Retype all of the records shown beneath this task, exactly as they stand.

Listed records START

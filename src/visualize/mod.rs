extern crate image as image_rs;

use image_rs::{Rgb, RgbImage};
use plotters::prelude::*;

use crate::features::KeyPoint;
use crate::matching::Match;
use crate::pipeline::ColoredSegment;
use crate::{EpipolarError, Float, Result};

const MATCH_SQUARE_HALF_SIDE: i32 = 3;

fn render_error<E: std::fmt::Debug>(error: E) -> EpipolarError {
    EpipolarError::Render(format!("{:?}", error))
}

fn to_pixel(x: Float, y: Float) -> (i32,i32) {
    (x.round() as i32, y.round() as i32)
}

/// RGB byte count of a width x height surface, computed in usize so large surfaces do not wrap.
fn surface_buffer_len(width: u32, height: u32) -> usize {
    width as usize * height as usize * 3
}

fn style(r: u8, g: u8, b: u8, stroke_width: u32) -> ShapeStyle {
    ShapeStyle{color: RGBAColor(r, g, b, 1.0), filled: false, stroke_width}
}

/**
 * White surface with every segment drawn as a line of the given stroke width.
 */
pub fn render_segments(segments: &[ColoredSegment], width: u32, height: u32, stroke_width: u32) -> Result<RgbImage> {
    let mut buffer = vec![0u8; surface_buffer_len(width, height)];
    {
        let root = BitMapBackend::with_buffer(&mut buffer, (width, height)).into_drawing_area();
        root.fill(&WHITE).map_err(render_error)?;
        for colored in segments {
            let start = to_pixel(colored.segment.start.x, colored.segment.start.y);
            let end = to_pixel(colored.segment.end.x, colored.segment.end.y);
            let c = colored.color;
            root.draw(&PathElement::new(vec![start, end], style(c.r, c.g, c.b, stroke_width))).map_err(render_error)?;
        }
        root.present().map_err(render_error)?;
    }
    RgbImage::from_raw(width, height, buffer).ok_or_else(|| EpipolarError::Render("surface buffer has wrong size".to_string()))
}

/// Both frames next to each other, the shorter one padded with white.
pub fn side_by_side(image_a: &RgbImage, image_b: &RgbImage) -> RgbImage {
    let width = image_a.width() + image_b.width();
    let height = image_a.height().max(image_b.height());
    let mut target_image = RgbImage::from_pixel(width, height, Rgb([255,255,255]));

    for (x, y, pixel) in image_a.enumerate_pixels() {
        target_image.put_pixel(x, y, *pixel);
    }
    for (x, y, pixel) in image_b.enumerate_pixels() {
        target_image.put_pixel(x + image_a.width(), y, *pixel);
    }

    target_image
}

/**
 * Debug view of the matcher: squares on both keypoints of every match, joined by a line.
 * Panics if a match indexes outside features_a / features_b, so matches must come from these two keypoint sets.
 */
pub fn display_matches(image_a: &RgbImage, image_b: &RgbImage, features_a: &[KeyPoint], features_b: &[KeyPoint], matches: &[Match]) -> Result<RgbImage> {
    let target_image = side_by_side(image_a, image_b);
    let (width, height) = target_image.dimensions();
    let offset = image_a.width() as Float;
    let mut buffer = target_image.into_raw();
    {
        let root = BitMapBackend::with_buffer(&mut buffer, (width, height)).into_drawing_area();
        for m in matches {
            let feature_a = &features_a[m.left_index];
            let feature_b = &features_b[m.right_index];

            let a = to_pixel(feature_a.location.x, feature_a.location.y);
            let b = to_pixel(offset + feature_b.location.x, feature_b.location.y);

            for (x, y) in [a, b].iter() {
                root.draw(&Rectangle::new([(x - MATCH_SQUARE_HALF_SIDE, y - MATCH_SQUARE_HALF_SIDE), (x + MATCH_SQUARE_HALF_SIDE, y + MATCH_SQUARE_HALF_SIDE)], style(0, 255, 0, 1))).map_err(render_error)?;
            }
            root.draw(&PathElement::new(vec![a, b], style(255, 0, 0, 1))).map_err(render_error)?;
        }
        root.present().map_err(render_error)?;
    }
    RgbImage::from_raw(width, height, buffer).ok_or_else(|| EpipolarError::Render("match buffer has wrong size".to_string()))
}

#[cfg(test)]
mod tests {
    use super::*;
    use crate::color::Color;
    use crate::features::bit_vector::BitVector;
    use crate::geometry::point::Point;
    use crate::pipeline::ImageSide;
    use crate::viewport::Segment;

    #[test]
    fn horizontal_segment_is_drawn() {
        let segment = ColoredSegment{
            segment: Segment::new(Point::new(10.0, 20.0), Point::new(90.0, 20.0)),
            color: Color::new(200, 10, 30),
            side: ImageSide::Left
        };
        let image = render_segments(&[segment], 100, 50, 3).unwrap();
        assert_eq!(image.dimensions(), (100, 50));
        assert_eq!(*image.get_pixel(50, 20), Rgb([200, 10, 30]));
        assert_eq!(*image.get_pixel(50, 40), Rgb([255, 255, 255]));
    }

    #[test]
    fn buffer_len_does_not_wrap() {
        assert_eq!(surface_buffer_len(800, 600), 1_440_000);
        assert_eq!(surface_buffer_len(70_000, 70_000), 14_700_000_000);
    }

    #[test]
    fn side_by_side_pads() {
        let a = RgbImage::from_pixel(3, 2, Rgb([1,1,1]));
        let b = RgbImage::from_pixel(4, 5, Rgb([2,2,2]));
        let composed = side_by_side(&a, &b);
        assert_eq!(composed.dimensions(), (7, 5));
        assert_eq!(*composed.get_pixel(0, 0), Rgb([1,1,1]));
        assert_eq!(*composed.get_pixel(0, 4), Rgb([255,255,255]));
        assert_eq!(*composed.get_pixel(3, 4), Rgb([2,2,2]));
    }

    #[test]
    fn matches_are_marked() {
        let a = RgbImage::from_pixel(40, 40, Rgb([0,0,0]));
        let b = RgbImage::from_pixel(40, 40, Rgb([0,0,0]));
        let kp = KeyPoint::new(Point::new(20.0, 20.0), BitVector::new(256));
        let matches = vec![Match{left_index: 0, right_index: 0, distance: 0}];
        let image = display_matches(&a, &b, &[kp.clone()], &[kp], &matches).unwrap();
        assert_eq!(image.dimensions(), (80, 40));
        assert_eq!(*image.get_pixel(40, 20), Rgb([255, 0, 0]));
    }
}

Listed records END

◆ Result of the exercise ◆
filename src/visualize/mod.rs
extern crate image as image_rs;

use image_rs::{Rgb, RgbImage};
use plotters::prelude::*;

use crate::features::KeyPoint;
use crate::matching::Match;
use crate::pipeline::ColoredSegment;
use crate::{EpipolarError, Float, Result};

const MATCH_SQUARE_HALF_SIDE: i32 = 3;

fn render_error<E: std::fmt::Debug>(error: E) -> EpipolarError {
    EpipolarError::Render(format!("{:?}", error))
}

fn to_pixel(x: Float, y: Float) -> (i32,i32) {
    (x.round() as i32, y.round() as i32)
}

/// RGB byte count of a width x height surface, computed in usize so large surfaces do not wrap.
fn surface_buffer_len(width: u32, height: u32) -> usize {
    width as usize * height as usize * 3
}

fn style(r: u8, g: u8, b: u8, stroke_width: u32) -> ShapeStyle {
    ShapeStyle{color: RGBAColor(r, g, b, 1.0), filled: false, stroke_width}
}

/**
 * White surface with every segment drawn as a line of the given stroke width.
 */
pub fn render_segments(segments: &[ColoredSegment], width: u32, height: u32, stroke_width: u32) -> Result<RgbImage> {
    let mut buffer = vec![0u8; surface_buffer_len(width, height)];
    {
        let root = BitMapBackend::with_buffer(&mut buffer, (width, height)).into_drawing_area();
        root.fill(&WHITE).map_err(render_error)?;
        for colored in segments {
            let start = to_pixel(colored.segment.start.x, colored.segment.start.y);
            let end = to_pixel(colored.segment.end.x, colored.segment.end.y);
            let c = colored.color;
            root.draw(&PathElement::new(vec![start, end], style(c.r, c.g, c.b, stroke_width))).map_err(render_error)?;
        }
        root.present().map_err(render_error)?;
    }
    RgbImage::from_raw(width, height, buffer).ok_or_else(|| EpipolarError::Render("surface buffer has wrong size".to_string()))
}

/// Both frames next to each other, the shorter one padded with white.
pub fn side_by_side(image_a: &RgbImage, image_b: &RgbImage) -> RgbImage {
    let width = image_a.width() + image_b.width();
    let height = image_a.height().max(image_b.height());
    let mut target_image = RgbImage::from_pixel(width, height, Rgb([255,255,255]));

    for (x, y, pixel) in image_a.enumerate_pixels() {
        target_image.put_pixel(x, y, *pixel);
    }
    for (x, y, pixel) in image_b.enumerate_pixels() {
        target_image.put_pixel(x + image_a.width(), y, *pixel);
    }

    target_image
}

/**
 * Debug view of the matcher: squares on both keypoints of every match, joined by a line.
 * Panics if a match indexes outside features_a / features_b, so matches must come from these two keypoint sets.
 */
pub fn display_matches(image_a: &RgbImage, image_b: &RgbImage, features_a: &[KeyPoint], features_b: &[KeyPoint], matches: &[Match]) -> Result<RgbImage> {
    let target_image = side_by_side(image_a, image_b);
    let (width, height) = target_image.dimensions();
    let offset = image_a.width() as Float;
    let mut buffer = target_image.into_raw();
    {
        let root = BitMapBackend::with_buffer(&mut buffer, (width, height)).into_drawing_area();
        for m in matches {
            let feature_a = &features_a[m.left_index];
            let feature_b = &features_b[m.right_index];

            let a = to_pixel(feature_a.location.x, feature_a.location.y);
            let b = to_pixel(offset + feature_b.location.x, feature_b.location.y);

            for (x, y) in [a, b].iter() {
                root.draw(&Rectangle::new([(x - MATCH_SQUARE_HALF_SIDE, y - MATCH_SQUARE_HALF_SIDE), (x + MATCH_SQUARE_HALF_SIDE, y + MATCH_SQUARE_HALF_SIDE)], style(0, 255, 0, 1))).map_err(render_error)?;
            }
            root.draw(&PathElement::new(vec![a, b], style(255, 0, 0, 1))).map_err(render_error)?;
        }
        root.present().map_err(render_error)?;
    }
    RgbImage::from_raw(width, height, buffer).ok_or_else(|| EpipolarError::Render("match buffer has wrong size".to_string()))
}

#[cfg(test)]
mod tests {
    use super::*;
    use crate::color::Color;
    use crate::features::bit_vector::BitVector;
    use crate::geometry::point::Point;
    use crate::pipeline::ImageSide;
    use crate::viewport::Segment;

    #[test]
    fn horizontal_segment_is_drawn() {
        let segment = ColoredSegment{
            segment: Segment::new(Point::new(10.0, 20.0), Point::new(90.0, 20.0)),
            color: Color::new(200, 10, 30),
            side: ImageSide::Left
        };
        let image = render_segments(&[segment], 100, 50, 3).unwrap();
        assert_eq!(image.dimensions(), (100, 50));
        assert_eq!(*image.get_pixel(50, 20), Rgb([200, 10, 30]));
        assert_eq!(*image.get_pixel(50, 40), Rgb([255, 255, 255]));
    }

    #[test]
    fn buffer_len_does_not_wrap() {
        assert_eq!(surface_buffer_len(800, 600), 1_440_000);
        assert_eq!(surface_buffer_len(70_000, 70_000), 14_700_000_000);
    }

    #[test]
    fn side_by_side_pads() {
        let a = RgbImage::from_pixel(3, 2, Rgb([1,1,1]));
        let b = RgbImage::from_pixel(4, 5, Rgb([2,2,2]));
        let composed = side_by_side(&a, &b);
        assert_eq!(composed.dimensions(), (7, 5));
        assert_eq!(*composed.get_pixel(0, 0), Rgb([1,1,1]));
        assert_eq!(*composed.get_pixel(0, 4), Rgb([255,255,255]));
        assert_eq!(*composed.get_pixel(3, 4), Rgb([2,2,2]));
    }

    #[test]
    fn matches_are_marked() {
        let a = RgbImage::from_pixel(40, 40, Rgb([0,0,0]));
        let b = RgbImage::from_pixel(40, 40, Rgb([0,0,0]));
        let kp = KeyPoint::new(Point::new(20.0, 20.0), BitVector::new(256));
        let matches = vec![Match{left_index: 0, right_index: 0, distance: 0}];
        let image = display_matches(&a, &b, &[kp.clone()], &[kp], &matches).unwrap();
        assert_eq!(image.dimensions(), (80, 40));
        assert_eq!(*image.get_pixel(40, 20), Rgb([255, 0, 0]));
    }
}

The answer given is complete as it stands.